Diverse kleuren voor de isolatie van elektrische kabels

De kleurcodering van draden is divers en heel verschillend voor aardings-, fase- en neutrale geleiders. Om verwarring te voorkomen, regelen de vereisten van de PUE welke kleur de aardedraad moet worden gebruikt in het voedingspaneel, welke kleuren moeten worden gebruikt voor nul en fase.

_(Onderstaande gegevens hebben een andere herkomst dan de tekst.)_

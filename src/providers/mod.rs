//! Text generation providers and the fallback chain that runs them.
//!
//! Remote providers ([`GeminiClient`], [`HuggingFaceClient`],
//! [`OpenAiClient`]) call hosted models over HTTP. [`TemplateProvider`] is
//! the local terminal fallback. [`ProviderChain`] orders them and bounds
//! each attempt with a timeout.

pub mod chain;
pub mod gemini;
pub mod huggingface;
pub mod openai;
pub mod template;
pub mod traits;

pub use chain::{
    AttemptOutcome, DEFAULT_PROVIDER_TIMEOUT, FailureKind, FailureRecord, Generation,
    ProviderChain, ProviderDescriptor,
};
pub use gemini::GeminiClient;
pub use huggingface::HuggingFaceClient;
pub use openai::OpenAiClient;
pub use template::TemplateProvider;
pub use traits::GenerationProvider;

use std::fmt;
use std::str::FromStr;
use std::time::Duration;

use reqwest::Client;
use serde::{Deserialize, Serialize};

use crate::StargazerError;

/// System persona sent to chat-style models.
pub(crate) const SYSTEM_PERSONA: &str =
    "You are an expert astrologer who provides warm, personalized daily insights.";

/// Output token cap for every remote provider.
pub(crate) const MAX_OUTPUT_TOKENS: u32 = 200;

/// Sampling temperature for every remote provider.
pub(crate) const TEMPERATURE: f32 = 0.7;

/// Transport-level timeout; the chain's per-provider timeout is normally tighter.
const HTTP_TIMEOUT: Duration = Duration::from_secs(60);

/// Shared HTTP client configuration for remote providers.
pub(crate) fn http_client() -> Client {
    Client::builder()
        .timeout(HTTP_TIMEOUT)
        .build()
        .unwrap_or_else(|_| Client::new())
}

/// Turn a non-success response into an error, keeping a short body excerpt.
pub(crate) async fn ensure_success(
    response: reqwest::Response,
    service: &str,
) -> crate::Result<reqwest::Response> {
    let status = response.status();
    if status.is_success() {
        return Ok(response);
    }
    let body = response.text().await.unwrap_or_default();
    let excerpt: String = body.chars().take(200).collect();
    Err(StargazerError::from_status(
        status.as_u16(),
        format!("{service} returned {status}: {excerpt}"),
    ))
}

/// Which providers make up the chain.
#[derive(Debug, Clone, Default, PartialEq, Eq, Serialize, Deserialize)]
#[serde(try_from = "String", into = "String")]
pub enum ProviderSelection {
    /// Every configured provider in default priority order.
    #[default]
    Auto,
    /// One named provider, followed by the terminal template provider.
    Named(String),
}

impl ProviderSelection {
    /// Names accepted by [`ProviderSelection::Named`].
    pub const KNOWN: [&'static str; 4] = ["gemini", "huggingface", "openai", "template"];
}

impl FromStr for ProviderSelection {
    type Err = StargazerError;

    fn from_str(s: &str) -> Result<Self, Self::Err> {
        let name = s.trim().to_ascii_lowercase();
        match name.as_str() {
            "auto" | "" => Ok(ProviderSelection::Auto),
            "mock" => Ok(ProviderSelection::Named("template".to_string())),
            known if Self::KNOWN.contains(&known) => {
                Ok(ProviderSelection::Named(known.to_string()))
            }
            _ => Err(StargazerError::Configuration(format!(
                "unknown provider '{s}' (expected auto, {})",
                Self::KNOWN.join(", ")
            ))),
        }
    }
}

impl TryFrom<String> for ProviderSelection {
    type Error = StargazerError;

    fn try_from(value: String) -> Result<Self, Self::Error> {
        value.parse()
    }
}

impl From<ProviderSelection> for String {
    fn from(value: ProviderSelection) -> Self {
        value.to_string()
    }
}

impl fmt::Display for ProviderSelection {
    fn fmt(&self, f: &mut fmt::Formatter<'_>) -> fmt::Result {
        match self {
            ProviderSelection::Auto => f.write_str("auto"),
            ProviderSelection::Named(name) => f.write_str(name),
        }
    }
}

#[cfg(test)]
mod tests {
    use super::*;

    #[test]
    fn selection_parses_known_names() {
        assert_eq!("auto".parse::<ProviderSelection>().unwrap(), ProviderSelection::Auto);
        assert_eq!(
            "Gemini".parse::<ProviderSelection>().unwrap(),
            ProviderSelection::Named("gemini".into())
        );
        assert_eq!(
            "mock".parse::<ProviderSelection>().unwrap(),
            ProviderSelection::Named("template".into())
        );
    }

    #[test]
    fn selection_rejects_unknown() {
        let err = "claude".parse::<ProviderSelection>().unwrap_err();
        assert!(matches!(err, StargazerError::Configuration(_)));
    }

    #[test]
    fn selection_deserializes_from_string() {
        #[derive(Deserialize)]
        struct Wrapper {
            provider: ProviderSelection,
        }
        let w: Wrapper = toml::from_str(r#"provider = "openai""#).unwrap();
        assert_eq!(w.provider, ProviderSelection::Named("openai".into()));
    }
}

Als het installatiewerk is uitgevoerd door een hooggekwalificeerde elektricien die moderne normen kent voor het werken met elektrische draden, hoeft u geen toevlucht te nemen tot het gebruik van een indicatieschroevendraaier of een multimeter. Het doel van elke kabelkern wordt ontcijferd door de kleuraanduiding ervan te kennen.

Kleur aardgeleider

Vanaf 01.01.2011 mag de kleur van de aarding (of nulleider) alleen geelgroen zijn. Deze kleurcodering van draden wordt ook waargenomen bij het opstellen van diagrammen waarop dergelijke draden zijn ondertekend met de Latijnse letters PE. De kleuren van een van de aders zijn niet altijd bedoeld voor aarding op kabels - meestal wordt dit gedaan als de kabel drie, vijf of meer aders heeft.

aardingsdraad - geelgroen

Speciale aandacht moet worden besteed aan PEN-draden met gecombineerde "aarde" en "nul". Dit type aansluiting komt nog steeds veel voor in oudere gebouwen, waar de elektrificatie werd uitgevoerd volgens verouderde regelgeving en nog niet is bijgewerkt. Als de kabel volgens de regels werd gelegd, werd de blauwe kleur van de isolatie gebruikt en werd geelgroene cambric op de uiteinden en verbindingen aangebracht. Hoewel, u kunt ook de kleur van de aardingsdraad (nulstelling) precies het tegenovergestelde vinden: geelgroen met blauwe uiteinden.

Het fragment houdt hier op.